Warning Signs That You're Pushing Yourself Too Hard In the Gym

Sometimes, scoring better fitness results requires easing up on your workouts.


"No pain, no gain" has its limits. And that "hurts so good" post-workout soreness isn't always as good as you might think.

Often the very things that we think signal awesome fitness progress actually are warning signs to slow the heck down, explains Minnesota-based exercise physiologist Mike T. Nelson, Ph.D., C.S.C.S. It's important to listen to your body and what it's really saying. Don't listen, and your exercise could wind up working against you, actually triggering muscle loss and fat gain. Plus, pushing too hard comes with a huge risk of injury-and all of your training won't do you much good if you're sidelined on race day.

So how do you push past your comfort zone-without pushing your fitness off a cliff? Keep your eyes peeled for these four warning signs.

1. You Dread Your Workouts

"Your fitness routine should be one of the most fun things you do all day long. So if you're not smiling, its important to think about why," says sports medicine physician Jordan Metzl, M.D., author of The Exercise Cure. After all, "just not feeling" your workouts is one of the first symptoms of overdoing it, often appearing before any of the other warning signs on this list.

Sure, we all have days when getting to the gym is a struggle-but once you crank up the tunes and start sweating, you should perk up. "If you still feel like crap halfway through your workout, leave," Nelson says. Go home, take a look at your training log, and brainstorm some ways to switch things up. Maybe it's time to try out a new workout routine or fitness class. Also, if your workout routine doesn't include at least one to two full rest days per week, add those in, he says. You can, however, minimize the number of full rest days you need by breaking up your high-intensity or endurance workouts with some light gentle workouts like yoga or swimming.

2. You're So Freaking Sore

"A lot of people think they need to be really sore the day after their workouts," Nelson says. "But soreness isn't a super-good indicator of progress." That's because you should feel intense delayed onset muscle soreness about 24 to 48 hours only after completing a workout that's brand spanking new. After performing the same workout two, three, or four times...not so much.

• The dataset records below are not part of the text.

//! Per-task-role launch script rendering.
//!
//! Two templates: the YARN container entrypoint (bootstraps Docker inside the
//! allocated container) and the Docker container entrypoint (exports the job
//! environment and runs the user command). Rendering is a pure string
//! operation; referencing an undefined variable is a fatal error, never a
//! silent empty substitution.

use std::collections::HashMap;

use crate::error::{Error, Result};
use crate::spec::JobSpec;

const YARN_CONTAINER_TEMPLATE: &str = r#"#!/bin/bash
# Bootstrap for task role {{taskRoleName}} (index {{taskRoleIndex}}) of job {{jobName}}.
# Runs inside the container allocated by the framework launcher and hands off
# to the Docker container entrypoint staged next to this script.

set -o errexit
set -o pipefail

export PAI_DEFAULT_FS_URI={{hdfsUri}}
export PAI_JOB_NAME={{jobName}}
export PAI_USER_NAME={{userName}}

job_dir=/Container/{{userName}}/{{jobName}}

docker pull {{image}}

hdfs dfs -get "$PAI_DEFAULT_FS_URI$job_dir/DockerContainerScripts/{{taskRoleIndex}}.sh" \
    docker_entrypoint.sh

docker run --rm \
    --name "pai_{{jobName}}_{{taskRoleName}}_$PAI_TASK_INDEX" \
    --cpus {{cpuNumber}} \
    --memory {{memoryMB}}m \
    --env PAI_TASK_INDEX="$PAI_TASK_INDEX" \
    --volume "$(pwd)":/pai/work \
    --workdir /pai/work \
    {{image}} /bin/bash /pai/work/docker_entrypoint.sh
"#;

const DOCKER_CONTAINER_TEMPLATE: &str = r#"#!/bin/bash
# Container entrypoint for task role {{taskRoleName}} of job {{jobName}}.
# Exports the job environment, then runs the user command.

set -o errexit

export PAI_JOB_NAME={{jobName}}
export PAI_USER_NAME={{userName}}
export PAI_DEFAULT_FS_URI={{hdfsUri}}
export PAI_DATA_DIR={{dataDir}}
export PAI_OUTPUT_DIR={{outputDir}}
export PAI_CODE_DIR={{codeDir}}
export PAI_TASK_ROLE_NAME={{taskRoleName}}
export PAI_TASK_ROLE_INDEX={{taskRoleIndex}}
export PAI_TASK_ROLE_NUM={{taskRoleCount}}
export PAI_TASK_COUNT={{totalTaskCount}}
export PAI_TASK_ROLE_TASK_COUNT={{taskNumber}}
export PAI_CURRENT_TASK_ROLE_CPU_COUNT={{cpuNumber}}
export PAI_CURRENT_TASK_ROLE_MEM_MB={{memoryMB}}
export PAI_CURRENT_TASK_ROLE_GPU_COUNT={{gpuNumber}}
{{portExports}}
{{command}}
"#;

/// Everything a template may reference for one task role. Both script kinds
/// render from the same variable set.
pub struct ScriptContext<'a> {
    pub spec: &'a JobSpec,
    pub role_index: usize,
    pub username: &'a str,
    pub default_fs_uri: &'a str,
    /// Output directory after placeholder/default resolution.
    pub output_dir: &'a str,
}

impl ScriptContext<'_> {
    fn variables(&self) -> HashMap<&'static str, String> {
        let role = &self.spec.task_roles[self.role_index];

        let port_exports = role
            .port_list
            .iter()
            .map(|port| {
                format!(
                    "export PAI_PORT_{}={}",
                    port.label.to_ascii_uppercase(),
                    port.begin_at
                )
            })
            .collect::<Vec<_>>()
            .join("\n");

        let mut vars = HashMap::new();
        vars.insert("jobName", self.spec.job_name.clone());
        vars.insert("userName", self.username.to_string());
        vars.insert("image", self.spec.image.clone());
        vars.insert("hdfsUri", self.default_fs_uri.trim_end_matches('/').to_string());
        vars.insert("dataDir", self.spec.data_dir.clone().unwrap_or_default());
        vars.insert("outputDir", self.output_dir.to_string());
        vars.insert("codeDir", self.spec.code_dir.clone().unwrap_or_default());
        vars.insert("taskRoleName", role.name.clone());
        vars.insert("taskRoleIndex", self.role_index.to_string());
        vars.insert("taskRoleCount", self.spec.task_roles.len().to_string());
        vars.insert("totalTaskCount", self.spec.total_task_number().to_string());
        vars.insert("taskNumber", role.task_number.to_string());
        vars.insert("cpuNumber", role.cpu_number.to_string());
        vars.insert("memoryMB", role.memory_mb.to_string());
        vars.insert("gpuNumber", role.gpu_number.to_string());
        vars.insert("portExports", port_exports);
        vars.insert("command", role.command.clone());
        vars
    }

    /// Render the YARN container entrypoint for this role.
    pub fn yarn_container_script(&self) -> Result<String> {
        render(YARN_CONTAINER_TEMPLATE, &self.variables())
    }

    /// Render the Docker container entrypoint for this role.
    pub fn docker_container_script(&self) -> Result<String> {
        render(DOCKER_CONTAINER_TEMPLATE, &self.variables())
    }
}

/// Substitute `{{name}}` placeholders. Unknown names are an error.
fn render(template: &str, vars: &HashMap<&'static str, String>) -> Result<String> {
    let mut out = String::with_capacity(template.len());
    let mut rest = template;
    while let Some(start) = rest.find("{{") {
        out.push_str(&rest[..start]);
        let after = &rest[start + 2..];
        let end = after
            .find("}}")
            .ok_or_else(|| Error::Template("unterminated placeholder".to_string()))?;
        let name = &after[..end];
        let value = vars
            .get(name)
            .ok_or_else(|| Error::Template(name.to_string()))?;
        out.push_str(value);
        rest = &after[end + 2..];
    }
    out.push_str(rest);
    Ok(out)
}

#[cfg(test)]
mod tests {
    use super::*;
    use crate::spec::{PortRequest, TaskRoleSpec};

    fn two_role_spec() -> JobSpec {
        JobSpec {
            job_name: "train".to_string(),
            image: "pytorch:latest".to_string(),
            auth_file: None,
            data_dir: Some("hdfs://nn:9000/data".to_string()),
            output_dir: None,
            code_dir: None,
            task_roles: vec![
                TaskRoleSpec {
                    name: "ps".to_string(),
                    task_number: 1,
                    cpu_number: 2,
                    memory_mb: 4096,
                    gpu_number: 0,
                    port_list: vec![PortRequest {
                        label: "rpc".to_string(),
                        begin_at: 7070,
                        port_number: 1,
                    }],
                    command: "python ps.py".to_string(),
                },
                TaskRoleSpec {
                    name: "worker".to_string(),
                    task_number: 3,
                    cpu_number: 4,
                    memory_mb: 8192,
                    gpu_number: 1,
                    port_list: vec![],
                    command: "python worker.py".to_string(),
                },
            ],
            gpu_type: None,
            virtual_cluster: "default".to_string(),
            retry_count: 0,
            kill_all_on_completed_task_number: 0,
        }
    }

    fn context(spec: &JobSpec, role_index: usize) -> ScriptContext<'_> {
        ScriptContext {
            spec,
            role_index,
            username: "alice",
            default_fs_uri: "hdfs://nn:9000",
            output_dir: "hdfs://nn:9000/Output/alice/train",
        }
    }

    #[test]
    fn render_rejects_undefined_variable() {
        let vars = HashMap::new();
        let err = render("hello {{nobody}}", &vars).unwrap_err();
        assert!(matches!(err, Error::Template(name) if name == "nobody"));
    }

    #[test]
    fn render_rejects_unterminated_placeholder() {
        let vars = HashMap::new();
        assert!(render("hello {{oops", &vars).is_err());
    }

    #[test]
    fn render_substitutes_all_occurrences() {
        let mut vars = HashMap::new();
        vars.insert("x", "1".to_string());
        assert_eq!(render("{{x}}-{{x}}", &vars).unwrap(), "1-1");
    }

    #[test]
    fn yarn_script_references_matching_docker_script_index() {
        let spec = two_role_spec();
        let script = context(&spec, 1).yarn_container_script().unwrap();
        assert!(script.contains("DockerContainerScripts/1.sh"));
        assert!(script.contains("docker pull pytorch:latest"));
        assert!(script.contains("--cpus 4"));
        assert!(script.contains("--memory 8192m"));
    }

    #[test]
    fn docker_script_exports_job_environment() {
        let spec = two_role_spec();
        let script = context(&spec, 0).docker_container_script().unwrap();
        assert!(script.contains("export PAI_JOB_NAME=train"));
        assert!(script.contains("export PAI_TASK_ROLE_NAME=ps"));
        assert!(script.contains("export PAI_TASK_ROLE_INDEX=0"));
        // Multi-role coordination: the role count and total task count are
        // visible to every container.
        assert!(script.contains("export PAI_TASK_ROLE_NUM=2"));
        assert!(script.contains("export PAI_TASK_COUNT=4"));
        assert!(script.contains("export PAI_PORT_RPC=7070"));
        assert!(script.ends_with("python ps.py\n"));
    }

    #[test]
    fn docker_script_empty_dirs_render_empty() {
        let mut spec = two_role_spec();
        spec.data_dir = None;
        let script = context(&spec, 0).docker_container_script().unwrap();
        assert!(script.contains("export PAI_DATA_DIR=\n"));
    }

    #[test]
    fn scripts_render_without_placeholders_left() {
        let spec = two_role_spec();
        for index in 0..spec.task_roles.len() {
            let ctx = context(&spec, index);
            assert!(!ctx.yarn_container_script().unwrap().contains("{{"));
            assert!(!ctx.docker_container_script().unwrap().contains("{{"));
        }
    }
}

So, if you're weeks or months into a consistent workout routine and still find yourself limping around the house on a regular basis, something's likely wrong with your workouts, Nelson says. It's also important to also notice when you feel sore. Is it during that 24- to- 48-hour window? If it starts up less than a day after your workout, or if it lingers for more than two days, you are experiencing more than DOMS. You could have an overuse injury and need to give the muscle a rest. Fight the urge to static stretch-which could exacerbate any microtears in the muscle-and instead opt for foam rolling. Once the pain has completely subsided, ease back into your workout routine, reducing intensity or frequency this time around.

3. Your Joints Hurt

While overuse injuries can and do affect muscles, they most often strike in and around the joints. "If you ever feel pain in your joints, stop what you are doing immediately," Metzl says. "You should never feel pain in your joints while exercising."

Take a few days off of your workouts-or at least any exercise moves that affect the iffy joint-and prioritize RICE (rest, ice, compression, and elevation). Once your joint is pain-free and you feel ready to head back into the gym, focus on quality over quantity. Many exercisers get caught up in a "go hard or go home" mentality and end up sacrificing form and technique in favor of intensity, Nelson says. However, if you perform every exercise with proper form (even if that means going down in weights or reps), you'll get more out of each exercise session while also keeping the injury from recurring.

4. Your Workout Performances (and Results) Suck

If you're in week five of your workout routine, and you can't run as fast or lift as much as you could two weeks ago, it's important to realize that you're not backsliding because you aren't working hard enough. Rather, you're backsliding because you're working too hard, Nelson says. Remember, exercise stresses your body, and unless you also give it sufficient time to recover, your workouts merely serve to break you down. That's why, if you find your workout performance heading downhill, you will probably also notice your muscle gain and fat loss plateauing, or even reversing.

The simplest fix is to cut your training volume by half or more, he says. So, for instance, if you generally perform four sets of 10 reps of a given exercise, switch to two sets of 10 reps using the same weight. If you take a cycling class six times per week, cut that down to three. And if you usually run 5 miles four days per week, complete your runs at half pace, cut them to 2.5 miles each, or eliminate two running days per week. You don't have to completely ditch your workouts to get back on the right side of fitness progress.